Return the data in full, exactly as it was written.

Data records —
-*-*-

impl Grammar {
    /// Parse grammar text. Every referenced rule must be defined and a
    /// `root` rule must exist.
    pub fn parse(text: &str) -> Result<Self, GbnfError> {
        let mut rules = BTreeMap::new();
        for (idx, line) in text.lines().enumerate() {
            let line_no = idx + 1;
            let trimmed = line.trim();
            if trimmed.is_empty() || trimmed.starts_with('#') {
                continue;
            }
            let Some((name, body)) = trimmed.split_once("::=") else {
                return Err(GbnfError::Parse {
                    line: line_no,
                    msg: "missing `::=`".to_string(),
                });
            };
            let node = BodyParser::new(body, line_no).parse()?;
            rules.insert(name.trim().to_string(), node);
        }
        if !rules.contains_key("root") {
            return Err(GbnfError::MissingRoot);
        }
        let grammar = Self { rules };
        grammar.check_refs()?;
        Ok(grammar)
    }

    fn check_refs(&self) -> Result<(), GbnfError> {
        for node in self.rules.values() {
            self.check_node_refs(node)?;
        }
        Ok(())
    }

    fn check_node_refs(&self, node: &Node) -> Result<(), GbnfError> {
        match node {
            Node::RuleRef(name) => {
                if !self.rules.contains_key(name) {
                    return Err(GbnfError::UnknownRule(name.clone()));
                }
            }
            Node::Seq(items) | Node::Alt(items) => {
                for item in items {
                    self.check_node_refs(item)?;
                }
            }
            Node::Repeat { node, .. } => self.check_node_refs(node)?,
            Node::Literal(_) | Node::CharClass { .. } => {}
        }
        Ok(())
    }

    pub fn rule_names(&self) -> impl Iterator<Item = &str> {
        self.rules.keys().map(String::as_str)
    }

    /// Whether `input` is in the language of the `root` rule.
    pub fn accepts(&self, input: &str) -> bool {
        self.rule_accepts("root", input)
    }

    /// Whether `input` is in the language of the named rule.
    pub fn rule_accepts(&self, rule: &str, input: &str) -> bool {
        let Some(node) = self.rules.get(rule) else {
            return false;
        };
        let chars: Vec<char> = input.chars().collect();
        let starts = BTreeSet::from([0]);
        self.ends(node, &chars, &starts).contains(&chars.len())
    }

    /// All positions reachable by matching `node` starting from each
    /// position in `starts`.
    fn ends(&self, node: &Node, input: &[char], starts: &BTreeSet<usize>) -> BTreeSet<usize> {
        match node {
            Node::Literal(text) => {
                let lit: Vec<char> = text.chars().collect();
                starts
                    .iter()
                    .filter(|&&s| input[s..].starts_with(&lit[..]))
                    .map(|&s| s + lit.len())
                    .collect()
            }
            Node::CharClass { negated, ranges } => starts
                .iter()
                .filter_map(|&s| {
                    let c = *input.get(s)?;
                    let inside = ranges.iter().any(|&(lo, hi)| lo <= c && c <= hi);
                    (inside != *negated).then_some(s + 1)
                })
                .collect(),
            Node::RuleRef(name) => match self.rules.get(name) {
                Some(target) => self.ends(target, input, starts),
                None => BTreeSet::new(),
            },
            Node::Seq(items) => {
                let mut positions = starts.clone();
                for item in items {
                    if positions.is_empty() {
                        break;
                    }
                    positions = self.ends(item, input, &positions);
                }
                positions
            }
            Node::Alt(alts) => alts
                .iter()
                .flat_map(|alt| self.ends(alt, input, starts))
                .collect(),
            Node::Repeat { node, min, max } => {
                // a repetition can never need more iterations than there
                // are characters left, plus one zero-width pass
                let limit = max.unwrap_or(input.len() as u64 + 1).max(*min);
                let mut current = starts.clone();
                let mut result = BTreeSet::new();
                if *min == 0 {
                    result.extend(current.iter().copied());
                }
                let mut count: u64 = 0;
                while count < limit {
                    let next = self.ends(node, input, &current);
                    count += 1;
                    if count >= *min {
                        result.extend(next.iter().copied());
                    }
                    // a fixpoint means further iterations change nothing
                    if next.is_empty() || next == current {
                        if next == current && count < *min {
                            result.extend(next.iter().copied());
                        }
                        break;
                    }
                    current = next;
                }
                result
            }
        }
    }
}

-*-*-

Output for this exercise —
impl Grammar {
    /// Parse grammar text. Every referenced rule must be defined and a
    /// `root` rule must exist.
    pub fn parse(text: &str) -> Result<Self, GbnfError> {
        let mut rules = BTreeMap::new();
        for (idx, line) in text.lines().enumerate() {
            let line_no = idx + 1;
            let trimmed = line.trim();
            if trimmed.is_empty() || trimmed.starts_with('#') {
                continue;
            }
            let Some((name, body)) = trimmed.split_once("::=") else {
                return Err(GbnfError::Parse {
                    line: line_no,
                    msg: "missing `::=`".to_string(),
                });
            };
            let node = BodyParser::new(body, line_no).parse()?;
            rules.insert(name.trim().to_string(), node);
        }
        if !rules.contains_key("root") {
            return Err(GbnfError::MissingRoot);
        }
        let grammar = Self { rules };
        grammar.check_refs()?;
        Ok(grammar)
    }

    fn check_refs(&self) -> Result<(), GbnfError> {
        for node in self.rules.values() {
            self.check_node_refs(node)?;
        }
        Ok(())
    }

    fn check_node_refs(&self, node: &Node) -> Result<(), GbnfError> {
        match node {
            Node::RuleRef(name) => {
                if !self.rules.contains_key(name) {
                    return Err(GbnfError::UnknownRule(name.clone()));
                }
            }
            Node::Seq(items) | Node::Alt(items) => {
                for item in items {
                    self.check_node_refs(item)?;
                }
            }
            Node::Repeat { node, .. } => self.check_node_refs(node)?,
            Node::Literal(_) | Node::CharClass { .. } => {}
        }
        Ok(())
    }

    pub fn rule_names(&self) -> impl Iterator<Item = &str> {
        self.rules.keys().map(String::as_str)
    }

    /// Whether `input` is in the language of the `root` rule.
    pub fn accepts(&self, input: &str) -> bool {
        self.rule_accepts("root", input)
    }

    /// Whether `input` is in the language of the named rule.
    pub fn rule_accepts(&self, rule: &str, input: &str) -> bool {
        let Some(node) = self.rules.get(rule) else {
            return false;
        };
        let chars: Vec<char> = input.chars().collect();
        let starts = BTreeSet::from([0]);
        self.ends(node, &chars, &starts).contains(&chars.len())
    }

    /// All positions reachable by matching `node` starting from each
    /// position in `starts`.
    fn ends(&self, node: &Node, input: &[char], starts: &BTreeSet<usize>) -> BTreeSet<usize> {
        match node {
            Node::Literal(text) => {
                let lit: Vec<char> = text.chars().collect();
                starts
                    .iter()
                    .filter(|&&s| input[s..].starts_with(&lit[..]))
                    .map(|&s| s + lit.len())
                    .collect()
            }
            Node::CharClass { negated, ranges } => starts
                .iter()
                .filter_map(|&s| {
                    let c = *input.get(s)?;
                    let inside = ranges.iter().any(|&(lo, hi)| lo <= c && c <= hi);
                    (inside != *negated).then_some(s + 1)
                })
                .collect(),
            Node::RuleRef(name) => match self.rules.get(name) {
                Some(target) => self.ends(target, input, starts),
                None => BTreeSet::new(),
            },
            Node::Seq(items) => {
                let mut positions = starts.clone();
                for item in items {
                    if positions.is_empty() {
                        break;
                    }
                    positions = self.ends(item, input, &positions);
                }
                positions
            }
            Node::Alt(alts) => alts
                .iter()
                .flat_map(|alt| self.ends(alt, input, starts))
                .collect(),
            Node::Repeat { node, min, max } => {
                // a repetition can never need more iterations than there
                // are characters left, plus one zero-width pass
                let limit = max.unwrap_or(input.len() as u64 + 1).max(*min);
                let mut current = starts.clone();
                let mut result = BTreeSet::new();
                if *min == 0 {
                    result.extend(current.iter().copied());
                }
                let mut count: u64 = 0;
                while count < limit {
                    let next = self.ends(node, input, &current);
                    count += 1;
                    if count >= *min {
                        result.extend(next.iter().copied());
                    }
                    // a fixpoint means further iterations change nothing
                    if next.is_empty() || next == current {
                        if next == current && count < *min {
                            result.extend(next.iter().copied());
                        }
                        break;
                    }
                    current = next;
                }
                result
            }
        }
    }
}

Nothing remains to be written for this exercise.